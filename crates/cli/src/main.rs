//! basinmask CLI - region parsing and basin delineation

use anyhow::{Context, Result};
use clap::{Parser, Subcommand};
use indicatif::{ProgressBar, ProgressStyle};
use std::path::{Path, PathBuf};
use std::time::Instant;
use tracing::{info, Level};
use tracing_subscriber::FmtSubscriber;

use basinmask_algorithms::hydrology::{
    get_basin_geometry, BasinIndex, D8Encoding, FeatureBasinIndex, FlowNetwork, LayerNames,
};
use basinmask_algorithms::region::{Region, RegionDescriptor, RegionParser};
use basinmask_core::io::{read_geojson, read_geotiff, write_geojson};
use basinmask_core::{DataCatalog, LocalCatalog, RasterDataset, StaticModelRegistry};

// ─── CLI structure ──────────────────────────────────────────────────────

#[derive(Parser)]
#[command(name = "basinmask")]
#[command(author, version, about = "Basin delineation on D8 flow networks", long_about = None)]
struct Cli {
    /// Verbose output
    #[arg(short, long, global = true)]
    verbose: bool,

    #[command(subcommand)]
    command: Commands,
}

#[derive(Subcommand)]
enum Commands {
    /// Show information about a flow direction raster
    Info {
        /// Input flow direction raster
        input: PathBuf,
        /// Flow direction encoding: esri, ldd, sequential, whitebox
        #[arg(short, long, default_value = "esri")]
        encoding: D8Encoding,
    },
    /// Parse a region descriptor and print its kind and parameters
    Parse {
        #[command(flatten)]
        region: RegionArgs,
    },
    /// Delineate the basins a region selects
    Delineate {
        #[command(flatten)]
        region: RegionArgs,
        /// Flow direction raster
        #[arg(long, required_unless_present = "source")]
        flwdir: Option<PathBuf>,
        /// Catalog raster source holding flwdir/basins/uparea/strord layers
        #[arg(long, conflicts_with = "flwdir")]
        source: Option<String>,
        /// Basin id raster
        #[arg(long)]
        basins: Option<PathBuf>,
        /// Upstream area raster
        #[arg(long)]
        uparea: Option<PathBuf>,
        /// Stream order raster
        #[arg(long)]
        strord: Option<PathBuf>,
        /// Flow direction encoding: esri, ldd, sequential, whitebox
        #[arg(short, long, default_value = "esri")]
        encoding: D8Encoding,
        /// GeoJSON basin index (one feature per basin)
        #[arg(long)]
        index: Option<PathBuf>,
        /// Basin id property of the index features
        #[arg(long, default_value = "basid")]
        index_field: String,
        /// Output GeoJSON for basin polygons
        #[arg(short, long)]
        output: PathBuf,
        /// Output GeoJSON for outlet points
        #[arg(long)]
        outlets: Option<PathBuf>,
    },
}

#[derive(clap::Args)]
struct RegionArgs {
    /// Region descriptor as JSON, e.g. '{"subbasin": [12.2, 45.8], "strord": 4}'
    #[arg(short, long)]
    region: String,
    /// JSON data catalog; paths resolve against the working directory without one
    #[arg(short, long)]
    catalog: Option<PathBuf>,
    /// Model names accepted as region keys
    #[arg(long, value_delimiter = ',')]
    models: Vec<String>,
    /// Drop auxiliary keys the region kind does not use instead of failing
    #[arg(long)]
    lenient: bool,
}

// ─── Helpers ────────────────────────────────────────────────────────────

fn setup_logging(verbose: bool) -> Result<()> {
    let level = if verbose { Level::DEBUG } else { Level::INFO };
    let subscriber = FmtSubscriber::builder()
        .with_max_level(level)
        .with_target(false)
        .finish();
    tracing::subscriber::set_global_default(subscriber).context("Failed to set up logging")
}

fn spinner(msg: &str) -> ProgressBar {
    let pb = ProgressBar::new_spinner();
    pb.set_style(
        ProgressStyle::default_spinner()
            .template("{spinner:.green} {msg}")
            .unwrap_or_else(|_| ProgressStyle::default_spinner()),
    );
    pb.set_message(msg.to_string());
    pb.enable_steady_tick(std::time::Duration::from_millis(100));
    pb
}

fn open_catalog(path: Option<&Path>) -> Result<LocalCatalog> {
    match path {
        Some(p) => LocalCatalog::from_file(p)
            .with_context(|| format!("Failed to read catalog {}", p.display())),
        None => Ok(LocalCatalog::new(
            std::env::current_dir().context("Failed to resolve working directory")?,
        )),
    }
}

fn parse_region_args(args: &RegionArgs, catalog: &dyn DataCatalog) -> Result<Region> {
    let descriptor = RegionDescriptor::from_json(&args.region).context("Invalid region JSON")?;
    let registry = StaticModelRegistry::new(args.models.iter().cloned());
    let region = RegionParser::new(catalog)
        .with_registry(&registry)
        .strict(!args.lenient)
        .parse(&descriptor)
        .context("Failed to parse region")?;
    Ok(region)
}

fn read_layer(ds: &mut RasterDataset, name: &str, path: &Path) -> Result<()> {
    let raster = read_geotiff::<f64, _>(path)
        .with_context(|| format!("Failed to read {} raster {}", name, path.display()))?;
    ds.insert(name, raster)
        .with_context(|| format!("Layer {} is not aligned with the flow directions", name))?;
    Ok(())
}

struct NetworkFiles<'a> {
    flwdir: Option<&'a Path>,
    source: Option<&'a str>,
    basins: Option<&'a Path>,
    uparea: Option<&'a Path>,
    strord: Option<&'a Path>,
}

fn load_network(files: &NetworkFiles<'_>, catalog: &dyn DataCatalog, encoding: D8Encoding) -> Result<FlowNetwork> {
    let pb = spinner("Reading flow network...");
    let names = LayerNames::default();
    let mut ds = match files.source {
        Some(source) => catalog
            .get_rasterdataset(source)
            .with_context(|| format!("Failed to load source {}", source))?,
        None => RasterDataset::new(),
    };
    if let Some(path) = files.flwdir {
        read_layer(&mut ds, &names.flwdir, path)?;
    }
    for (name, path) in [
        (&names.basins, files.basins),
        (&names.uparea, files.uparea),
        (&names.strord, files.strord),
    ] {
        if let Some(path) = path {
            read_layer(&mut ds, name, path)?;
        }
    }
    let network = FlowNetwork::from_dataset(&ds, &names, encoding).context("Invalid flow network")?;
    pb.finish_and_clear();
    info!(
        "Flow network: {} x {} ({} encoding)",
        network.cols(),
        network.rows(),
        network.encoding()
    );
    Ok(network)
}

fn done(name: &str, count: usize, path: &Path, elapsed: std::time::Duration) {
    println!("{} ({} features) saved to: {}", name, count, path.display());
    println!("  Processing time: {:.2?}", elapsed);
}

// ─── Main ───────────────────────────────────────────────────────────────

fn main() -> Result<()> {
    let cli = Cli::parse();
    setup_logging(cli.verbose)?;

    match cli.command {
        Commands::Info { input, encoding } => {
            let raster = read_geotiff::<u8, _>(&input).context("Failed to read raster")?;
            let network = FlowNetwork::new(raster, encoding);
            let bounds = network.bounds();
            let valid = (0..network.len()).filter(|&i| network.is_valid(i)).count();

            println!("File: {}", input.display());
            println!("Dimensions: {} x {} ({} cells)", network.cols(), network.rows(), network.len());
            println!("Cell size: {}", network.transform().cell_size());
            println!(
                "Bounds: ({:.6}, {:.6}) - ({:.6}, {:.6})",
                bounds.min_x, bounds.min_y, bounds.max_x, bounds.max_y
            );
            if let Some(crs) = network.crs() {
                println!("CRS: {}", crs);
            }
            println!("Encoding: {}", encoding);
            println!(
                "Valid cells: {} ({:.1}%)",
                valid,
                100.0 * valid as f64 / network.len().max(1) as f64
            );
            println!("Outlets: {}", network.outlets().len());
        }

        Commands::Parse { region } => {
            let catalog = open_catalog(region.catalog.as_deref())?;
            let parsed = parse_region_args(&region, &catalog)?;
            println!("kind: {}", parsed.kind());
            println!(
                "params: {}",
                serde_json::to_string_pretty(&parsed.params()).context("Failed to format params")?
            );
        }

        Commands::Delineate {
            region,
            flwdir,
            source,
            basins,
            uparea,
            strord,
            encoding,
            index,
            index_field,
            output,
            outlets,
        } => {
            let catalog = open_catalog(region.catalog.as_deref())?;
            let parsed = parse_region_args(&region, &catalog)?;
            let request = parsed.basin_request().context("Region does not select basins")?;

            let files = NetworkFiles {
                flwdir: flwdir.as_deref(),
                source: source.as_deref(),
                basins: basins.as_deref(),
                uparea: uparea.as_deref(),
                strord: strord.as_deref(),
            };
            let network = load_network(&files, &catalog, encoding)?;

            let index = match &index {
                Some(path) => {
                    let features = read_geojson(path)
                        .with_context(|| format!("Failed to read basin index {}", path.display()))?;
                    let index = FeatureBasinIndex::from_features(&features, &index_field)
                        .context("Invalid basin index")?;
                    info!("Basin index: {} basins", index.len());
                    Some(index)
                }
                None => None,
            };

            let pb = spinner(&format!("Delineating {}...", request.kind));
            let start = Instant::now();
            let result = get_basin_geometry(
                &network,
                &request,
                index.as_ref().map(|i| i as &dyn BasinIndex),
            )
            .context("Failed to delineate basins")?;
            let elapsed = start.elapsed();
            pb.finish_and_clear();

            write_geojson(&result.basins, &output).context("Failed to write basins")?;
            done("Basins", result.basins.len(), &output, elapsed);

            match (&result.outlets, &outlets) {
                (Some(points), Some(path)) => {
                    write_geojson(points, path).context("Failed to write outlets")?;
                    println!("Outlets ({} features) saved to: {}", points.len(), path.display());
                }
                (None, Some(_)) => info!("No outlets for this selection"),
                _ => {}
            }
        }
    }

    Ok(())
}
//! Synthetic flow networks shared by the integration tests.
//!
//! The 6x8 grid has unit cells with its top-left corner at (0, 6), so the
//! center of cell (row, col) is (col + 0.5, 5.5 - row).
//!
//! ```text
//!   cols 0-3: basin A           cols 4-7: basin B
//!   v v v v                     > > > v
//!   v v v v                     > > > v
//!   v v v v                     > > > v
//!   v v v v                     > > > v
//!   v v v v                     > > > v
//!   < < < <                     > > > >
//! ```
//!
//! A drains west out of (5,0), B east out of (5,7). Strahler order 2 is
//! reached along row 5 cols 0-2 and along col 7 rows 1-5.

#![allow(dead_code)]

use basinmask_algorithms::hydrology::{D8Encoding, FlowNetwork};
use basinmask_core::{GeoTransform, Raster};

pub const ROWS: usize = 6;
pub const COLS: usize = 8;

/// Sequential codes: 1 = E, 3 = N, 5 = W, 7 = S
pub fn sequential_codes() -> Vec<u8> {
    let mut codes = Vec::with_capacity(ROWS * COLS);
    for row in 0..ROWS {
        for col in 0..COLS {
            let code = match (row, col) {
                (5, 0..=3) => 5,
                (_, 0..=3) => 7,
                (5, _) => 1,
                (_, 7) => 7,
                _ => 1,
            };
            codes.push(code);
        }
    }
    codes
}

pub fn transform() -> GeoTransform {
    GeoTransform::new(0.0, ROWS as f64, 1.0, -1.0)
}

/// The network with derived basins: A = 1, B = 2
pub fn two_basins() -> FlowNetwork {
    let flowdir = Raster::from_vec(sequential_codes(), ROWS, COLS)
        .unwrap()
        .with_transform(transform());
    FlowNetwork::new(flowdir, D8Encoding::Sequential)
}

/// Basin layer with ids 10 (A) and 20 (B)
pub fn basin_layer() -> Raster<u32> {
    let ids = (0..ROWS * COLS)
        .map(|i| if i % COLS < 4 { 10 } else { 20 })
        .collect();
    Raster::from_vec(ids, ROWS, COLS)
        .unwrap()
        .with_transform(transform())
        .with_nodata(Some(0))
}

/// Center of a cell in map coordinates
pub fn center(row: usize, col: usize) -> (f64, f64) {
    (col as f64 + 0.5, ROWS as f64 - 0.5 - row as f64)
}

- _Exercise goal_:
In the listing above, show every line with the word "Some".

- _Output for this task_:
        Some(p) => LocalCatalog::from_file(p)
        Some(source) => catalog
    if let Some(path) = files.flwdir {
        if let Some(path) = path {
            if let Some(crs) = network.crs() {
                Some(path) => {
                    Some(index)
                (Some(points), Some(path)) => {
                (None, Some(_)) => info!("No outlets for this selection"),
        .with_nodata(Some(0))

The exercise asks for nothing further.